→ **TASK ITEM**
Once the line containing "use contracts::domain::common::EntityMetadata;" has been written out, stop; until then, restate each line of the entries below word for word from the first.

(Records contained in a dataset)
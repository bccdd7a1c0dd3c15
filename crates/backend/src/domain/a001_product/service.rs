use contracts::domain::a001_product::{Product, ProductFields, ProductId};
use contracts::domain::common::EntityMetadata;

/// Текстовое представление десятичного поля для хранения.
///
/// Округление не применяется: `19.99` хранится как `"19.99"`, а при
/// сравнении строка снова разбирается в число.
pub fn decimal_text(value: f64) -> String {
    value.to_string()
}

/// Разбор десятичного поля, сохраненного строкой
pub fn parse_decimal(value: &str) -> Option<f64> {
    value.trim().parse::<f64>().ok()
}

/// Новый товар из набора полей
pub fn new_product(fields: &ProductFields) -> Product {
    let mut product = Product {
        id: ProductId::new_v4(),
        external_id: fields.external_id,
        title: String::new(),
        description: String::new(),
        price: String::new(),
        discount_percentage: String::new(),
        rating: String::new(),
        stock: 0,
        brand: String::new(),
        category: String::new(),
        thumbnail: String::new(),
        images: Vec::new(),
        metadata: EntityMetadata::new(),
    };
    apply_fields(&mut product, fields);
    product
}

/// Перенести поля в существующий товар (id и дата создания сохраняются)
pub fn apply_fields(product: &mut Product, fields: &ProductFields) {
    product.external_id = fields.external_id;
    product.title = fields.title.clone();
    product.description = fields.description.clone();
    product.price = decimal_text(fields.price);
    product.discount_percentage = decimal_text(fields.discount_percentage);
    product.rating = decimal_text(fields.rating);
    product.stock = fields.stock;
    product.brand = fields.brand.clone();
    product.category = fields.category.clone();
    product.thumbnail = fields.thumbnail.clone();
    product.images = fields.images.clone();
    product.metadata.touch();
}
pub mod error;
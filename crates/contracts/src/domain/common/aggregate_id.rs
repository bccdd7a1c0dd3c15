use serde::{de::DeserializeOwned, Serialize};
use std::hash::Hash;

/// Трейт для типов идентификаторов агрегатов
pub trait AggregateId:
    Clone + Copy + PartialEq + Eq + Hash + Serialize + DeserializeOwned + std::fmt::Debug
{
    /// Преобразовать ID в строку
    fn as_string(&self) -> String;

    /// Создать ID из строки
    fn from_string(s: &str) -> Result<Self, String>;
}

impl AggregateId for uuid::Uuid {
    fn as_string(&self) -> String {
        ToString::to_string(self)
    }

    fn from_string(s: &str) -> Result<Self, String> {
        uuid::Uuid::parse_str(s).map_err(|e| format!("Invalid UUID: {}", e))
    }
}
pub mod db;
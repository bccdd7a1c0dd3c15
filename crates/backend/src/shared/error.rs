use axum::{
    http::StatusCode,
    response::{IntoResponse, Response},
    Json,
};
use contracts::shared::error::ErrorResponse;
use thiserror::Error;

/// Ошибки каталога и импорта
#[derive(Debug, Error, Clone, PartialEq)]
pub enum AppError {
    /// Не задан обязательный параметр запуска
    #[error("Configuration error: {0}")]
    Configuration(String),

    /// Сеть, таймаут или неуспешный ответ внешнего каталога
    #[error("External fetch error: {0}")]
    ExternalFetch(String),

    #[error("{0}")]
    NotFound(String),

    /// Запрос не разобран (путь, параметры)
    #[error("{0}")]
    BadRequest(String),

    /// Ошибка операции с хранилищем
    #[error("Persistence error: {0}")]
    Persistence(String),

    #[error("Unknown error: {0}")]
    Unknown(String),
}

impl AppError {
    /// Можно ли повторить попытку задачи после этой ошибки
    pub fn is_retryable(&self) -> bool {
        match self {
            AppError::ExternalFetch(_) | AppError::Persistence(_) | AppError::Unknown(_) => true,
            AppError::Configuration(_) | AppError::NotFound(_) | AppError::BadRequest(_) => false,
        }
    }

    pub fn status_code(&self) -> StatusCode {
        match self {
            AppError::NotFound(_) => StatusCode::NOT_FOUND,
            AppError::BadRequest(_) => StatusCode::BAD_REQUEST,
            AppError::ExternalFetch(_) => StatusCode::BAD_GATEWAY,
            _ => StatusCode::INTERNAL_SERVER_ERROR,
        }
    }

    pub fn persistence(e: impl std::fmt::Display) -> Self {
        AppError::Persistence(e.to_string())
    }
}

impl From<reqwest::Error> for AppError {
    fn from(e: reqwest::Error) -> Self {
        if e.is_timeout() {
            AppError::ExternalFetch(format!("request timed out: {}", e))
        } else if e.is_redirect() {
            AppError::ExternalFetch(format!("too many redirects: {}", e))
        } else {
            AppError::ExternalFetch(e.to_string())
        }
    }
}

impl From<sea_orm::DbErr> for AppError {
    fn from(e: sea_orm::DbErr) -> Self {
        AppError::Persistence(e.to_string())
    }
}

impl From<anyhow::Error> for AppError {
    fn from(e: anyhow::Error) -> Self {
        match e.downcast::<AppError>() {
            Ok(app) => app,
            Err(other) => AppError::Unknown(format!("{:#}", other)),
        }
    }
}

/// Ошибка HTTP-слоя: ошибка + контекст запроса
#[derive(Debug)]
pub struct ApiError {
    pub error: AppError,
    pub context: String,
    /// Показывать ли цепочку причин клиенту
    pub expose_stack: bool,
}

impl ApiError {
    pub fn new(error: impl Into<AppError>, context: impl Into<String>) -> Self {
        Self {
            error: error.into(),
            context: context.into(),
            expose_stack: false,
        }
    }

    pub fn with_stack(mut self, expose: bool) -> Self {
        self.expose_stack = expose;
        self
    }

    pub fn body(&self) -> ErrorResponse {
        ErrorResponse {
            message: self.error.to_string(),
            context: self.context.clone(),
            timestamp: chrono::Utc::now().to_rfc3339(),
            stack: self
                .expose_stack
                .then(|| format!("{}: {:?}", self.context, self.error)),
        }
    }
}

impl IntoResponse for ApiError {
    fn into_response(self) -> Response {
        let status = self.error.status_code();
        if status.is_server_error() {
            tracing::error!("[{}] {}", self.context, self.error);
        } else {
            tracing::warn!("[{}] {}", self.context, self.error);
        }
        (status, Json(self.body())).into_response()
    }
}

#[cfg(test)]
mod tests {
    use super::*;

    #[test]
    fn test_retry_classification() {
        assert!(AppError::ExternalFetch("timeout".into()).is_retryable());
        assert!(AppError::Persistence("locked".into()).is_retryable());
        assert!(AppError::Unknown("?".into()).is_retryable());
        assert!(!AppError::Configuration("url".into()).is_retryable());
        assert!(!AppError::NotFound("job".into()).is_retryable());
        assert!(!AppError::BadRequest("page".into()).is_retryable());
    }

    #[test]
    fn test_status_codes() {
        assert_eq!(
            AppError::NotFound("x".into()).status_code(),
            StatusCode::NOT_FOUND
        );
        assert_eq!(
            AppError::ExternalFetch("x".into()).status_code(),
            StatusCode::BAD_GATEWAY
        );
        assert_eq!(
            AppError::BadRequest("x".into()).status_code(),
            StatusCode::BAD_REQUEST
        );
        assert_eq!(
            AppError::Persistence("x".into()).status_code(),
            StatusCode::INTERNAL_SERVER_ERROR
        );
    }

    #[test]
    fn test_anyhow_keeps_app_error() {
        let err = anyhow::Error::new(AppError::NotFound("Job with ID 7 not found".into()));
        assert_eq!(
            AppError::from(err),
            AppError::NotFound("Job with ID 7 not found".into())
        );
        let other = AppError::from(anyhow::anyhow!("boom"));
        assert!(matches!(other, AppError::Unknown(_)));
    }

    #[test]
    fn test_body_hides_stack_in_production() {
        let err = ApiError::new(AppError::NotFound("missing".into()), "Import Status");
        let body = err.body();
        assert_eq!(body.message, "missing");
        assert_eq!(body.context, "Import Status");
        assert!(body.stack.is_none());

        let err = ApiError::new(AppError::Unknown("boom".into()), "System").with_stack(true);
        assert!(err.body().stack.unwrap().contains("boom"));
    }
}
use async_trait::async_trait;
use contracts::usecases::u101_import_catalog::CatalogSnapshot;
use std::time::Duration;

use crate::shared::config::ExternalApiConfig;
use crate::shared::error::AppError;

/// Источник полного снимка внешнего каталога
#[async_trait]
pub trait CatalogSource: Send + Sync {
    async fn fetch_catalog(&self) -> Result<CatalogSnapshot, AppError>;
}

/// HTTP-клиент внешнего каталога (DummyJSON-совместимый `GET /products`)
pub struct CatalogApiClient {
    client: reqwest::Client,
    url: String,
}

impl CatalogApiClient {
    pub fn new(config: &ExternalApiConfig) -> Result<Self, AppError> {
        if config.url.trim().is_empty() {
            return Err(AppError::Configuration(
                "external catalog URL is not configured".to_string(),
            ));
        }
        let client = reqwest::Client::builder()
            .timeout(Duration::from_millis(config.timeout_ms))
            .redirect(reqwest::redirect::Policy::limited(config.max_redirects))
            .build()
            .map_err(|e| AppError::Configuration(format!("Failed to create HTTP client: {}", e)))?;

        Ok(Self {
            client,
            url: config.url.clone(),
        })
    }
}

#[async_trait]
impl CatalogSource for CatalogApiClient {
    async fn fetch_catalog(&self) -> Result<CatalogSnapshot, AppError> {
        tracing::debug!("GET {}", self.url);

        let response = self
            .client
            .get(&self.url)
            .header("Accept", "application/json")
            .send()
            .await?;

        let status = response.status();
        if !status.is_success() {
            let body = response.text().await.unwrap_or_default();
            let preview: String = body.chars().take(200).collect();
            tracing::error!("Catalog request failed with status {}: {}", status, preview);
            return Err(AppError::ExternalFetch(format!(
                "catalog request failed with status {}",
                status
            )));
        }

        let body = response.text().await?;
        serde_json::from_str::<CatalogSnapshot>(&body).map_err(|e| {
            let preview: String = body.chars().take(500).collect();
            tracing::error!("Failed to parse catalog response: {}. Body: {}", e, preview);
            AppError::ExternalFetch(format!("Failed to parse catalog JSON: {}", e))
        })
    }
}

#[cfg(test)]
mod tests {
    use super::*;
    use wiremock::matchers::{method, path};
    use wiremock::{Mock, MockServer, ResponseTemplate};

    fn config(url: String, timeout_ms: u64) -> ExternalApiConfig {
        ExternalApiConfig {
            url,
            timeout_ms,
            max_redirects: 5,
        }
    }

    fn catalog_body() -> serde_json::Value {
        serde_json::json!({
            "products": [
                {"id": 1, "title": "Phone", "description": "A phone", "price": 199.99,
                 "discountPercentage": 5.5, "rating": 4.2, "stock": 10,
                 "brand": "Acme", "category": "smartphones", "thumbnail": "t.png",
                 "images": ["a.png"]}
            ],
            "total": 1,
            "skip": 0,
            "limit": 30
        })
    }

    #[tokio::test]
    async fn test_fetch_catalog_success() {
        let server = MockServer::start().await;
        Mock::given(method("GET"))
            .and(path("/products"))
            .respond_with(ResponseTemplate::new(200).set_body_json(catalog_body()))
            .mount(&server)
            .await;

        let client =
            CatalogApiClient::new(&config(format!("{}/products", server.uri()), 5000)).unwrap();
        let snapshot = client.fetch_catalog().await.unwrap();
        assert_eq!(snapshot.total, 1);
        assert_eq!(snapshot.products[0].title, "Phone");
        assert_eq!(snapshot.products[0].price, 199.99);
    }

    #[tokio::test]
    async fn test_non_success_status_is_external_fetch_error() {
        let server = MockServer::start().await;
        Mock::given(method("GET"))
            .and(path("/products"))
            .respond_with(ResponseTemplate::new(503).set_body_string("maintenance"))
            .mount(&server)
            .await;

        let client =
            CatalogApiClient::new(&config(format!("{}/products", server.uri()), 5000)).unwrap();
        let err = client.fetch_catalog().await.unwrap_err();
        assert!(matches!(err, AppError::ExternalFetch(ref m) if m.contains("503")));
        assert!(err.is_retryable());
    }

    #[tokio::test]
    async fn test_timeout_is_external_fetch_error() {
        let server = MockServer::start().await;
        Mock::given(method("GET"))
            .and(path("/products"))
            .respond_with(
                ResponseTemplate::new(200)
                    .set_body_json(catalog_body())
                    .set_delay(std::time::Duration::from_millis(500)),
            )
            .mount(&server)
            .await;

        let client =
            CatalogApiClient::new(&config(format!("{}/products", server.uri()), 50)).unwrap();
        let err = client.fetch_catalog().await.unwrap_err();
        assert!(matches!(err, AppError::ExternalFetch(_)));
    }

    #[tokio::test]
    async fn test_malformed_body_is_external_fetch_error() {
        let server = MockServer::start().await;
        Mock::given(method("GET"))
            .and(path("/products"))
            .respond_with(ResponseTemplate::new(200).set_body_string("not json"))
            .mount(&server)
            .await;

        let client =
            CatalogApiClient::new(&config(format!("{}/products", server.uri()), 5000)).unwrap();
        let err = client.fetch_catalog().await.unwrap_err();
        assert!(matches!(err, AppError::ExternalFetch(ref m) if m.contains("parse")));
    }

    #[tokio::test]
    async fn test_redirect_loop_is_external_fetch_error() {
        let server = MockServer::start().await;
        Mock::given(method("GET"))
            .and(path("/products"))
            .respond_with(
                ResponseTemplate::new(302)
                    .insert_header("Location", format!("{}/moved", server.uri()).as_str()),
            )
            .mount(&server)
            .await;
        Mock::given(method("GET"))
            .and(path("/moved"))
            .respond_with(
                ResponseTemplate::new(302)
                    .insert_header("Location", format!("{}/products", server.uri()).as_str()),
            )
            .mount(&server)
            .await;

        let client =
            CatalogApiClient::new(&config(format!("{}/products", server.uri()), 5000)).unwrap();
        let err = client.fetch_catalog().await.unwrap_err();
        assert!(matches!(err, AppError::ExternalFetch(ref m) if m.contains("redirect")));
        assert!(err.is_retryable());
    }

    #[test]
    fn test_empty_url_is_configuration_error() {
        let err = CatalogApiClient::new(&config(String::new(), 5000))
            .err()
            .unwrap();
        assert!(matches!(err, AppError::Configuration(_)));
    }
}
use async_trait::async_trait;
use chrono::{DateTime, Duration, Utc};
use std::sync::Mutex;

use super::job::{JobOptions, JobRecord, JobState};
use super::{JobQueue, STALLED_REASON};
use crate::shared::error::AppError;

/// Очередь в памяти процесса (тесты и запуск без БД)
pub struct InMemoryJobQueue {
    name: String,
    lock_duration: Duration,
    jobs: Mutex<Vec<JobRecord>>,
}

impl InMemoryJobQueue {
    pub fn new(name: impl Into<String>, lock_duration: Duration) -> Self {
        Self {
            name: name.into(),
            lock_duration,
            jobs: Mutex::new(Vec::new()),
        }
    }

    fn lock(&self) -> Result<std::sync::MutexGuard<'_, Vec<JobRecord>>, AppError> {
        self.jobs
            .lock()
            .map_err(|_| AppError::Unknown("job queue mutex poisoned".to_string()))
    }

    fn not_found(id: &str) -> AppError {
        AppError::NotFound(format!("Job with ID {} not found", id))
    }

    /// Применяет переход к задаче по id, удаляя ее, если политика хранения это требует
    fn transition(
        &self,
        id: &str,
        apply: impl FnOnce(&mut JobRecord) -> Result<(), AppError>,
    ) -> Result<JobRecord, AppError> {
        let mut jobs = self.lock()?;
        let index = jobs
            .iter()
            .position(|j| j.id == id)
            .ok_or_else(|| Self::not_found(id))?;
        apply(&mut jobs[index])?;
        let job = jobs[index].clone();
        if job.state == JobState::Failed && job.options.remove_on_fail {
            jobs.remove(index);
        }
        Ok(job)
    }
}

#[async_trait]
impl JobQueue for InMemoryJobQueue {
    fn queue_name(&self) -> &str {
        &self.name
    }

    async fn enqueue(
        &self,
        name: &str,
        payload: serde_json::Value,
        options: JobOptions,
        now: DateTime<Utc>,
    ) -> Result<JobRecord, AppError> {
        let job = JobRecord::new(&self.name, name, payload, options, now);
        self.lock()?.push(job.clone());
        Ok(job)
    }

    async fn get_job(&self, id: &str) -> Result<Option<JobRecord>, AppError> {
        Ok(self.lock()?.iter().find(|j| j.id == id).cloned())
    }

    async fn get_jobs(&self, states: &[JobState]) -> Result<Vec<JobRecord>, AppError> {
        let mut result: Vec<JobRecord> = self
            .lock()?
            .iter()
            .filter(|j| states.contains(&j.state))
            .cloned()
            .collect();
        result.sort_by(|a, b| b.created_at.cmp(&a.created_at));
        Ok(result)
    }

    async fn claim_next(&self, now: DateTime<Utc>) -> Result<Option<JobRecord>, AppError> {
        let mut jobs = self.lock()?;
        if jobs.iter().any(|j| j.state == JobState::Active) {
            return Ok(None);
        }
        let next = jobs
            .iter_mut()
            .filter(|j| j.is_ready(now))
            .min_by(|a, b| a.created_at.cmp(&b.created_at));
        Ok(next.map(|job| {
            job.claim(now, self.lock_duration);
            job.clone()
        }))
    }

    async fn report_progress(
        &self,
        id: &str,
        token: &str,
        percent: u8,
        now: DateTime<Utc>,
    ) -> Result<(), AppError> {
        let lock_duration = self.lock_duration;
        self.transition(id, |job| {
            job.report_progress(token, percent, now, lock_duration)
        })
        .map(|_| ())
    }

    async fn complete(
        &self,
        id: &str,
        token: &str,
        result: serde_json::Value,
        now: DateTime<Utc>,
    ) -> Result<JobRecord, AppError> {
        self.transition(id, |job| job.complete(token, result, now))
    }

    async fn fail(
        &self,
        id: &str,
        token: &str,
        reason: &str,
        retryable: bool,
        now: DateTime<Utc>,
    ) -> Result<JobRecord, AppError> {
        self.transition(id, |job| job.fail(Some(token), reason, retryable, now))
    }

    async fn recover_stalled(&self, now: DateTime<Utc>) -> Result<Vec<JobRecord>, AppError> {
        let stalled: Vec<String> = self
            .lock()?
            .iter()
            .filter(|j| j.is_stalled(now))
            .map(|j| j.id.clone())
            .collect();

        let mut recovered = Vec::with_capacity(stalled.len());
        for id in stalled {
            recovered.push(self.transition(&id, |job| job.fail(None, STALLED_REASON, true, now))?);
        }
        Ok(recovered)
    }

    async fn purge_expired(&self, now: DateTime<Utc>) -> Result<u64, AppError> {
        let mut jobs = self.lock()?;
        let before = jobs.len();
        jobs.retain(|j| !j.is_expired(now));
        Ok((before - jobs.len()) as u64)
    }

    async fn remove(&self, id: &str) -> Result<bool, AppError> {
        let mut jobs = self.lock()?;
        let before = jobs.len();
        jobs.retain(|j| j.id != id);
        Ok(jobs.len() != before)
    }
}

→ **ANSWER TO THIS TASK**
repository bccdd7a1c0dd3c15
filename crates/backend/src/domain/a001_product/service.rs
use contracts::domain::a001_product::{Product, ProductFields, ProductId};
use contracts::domain::common::EntityMetadata;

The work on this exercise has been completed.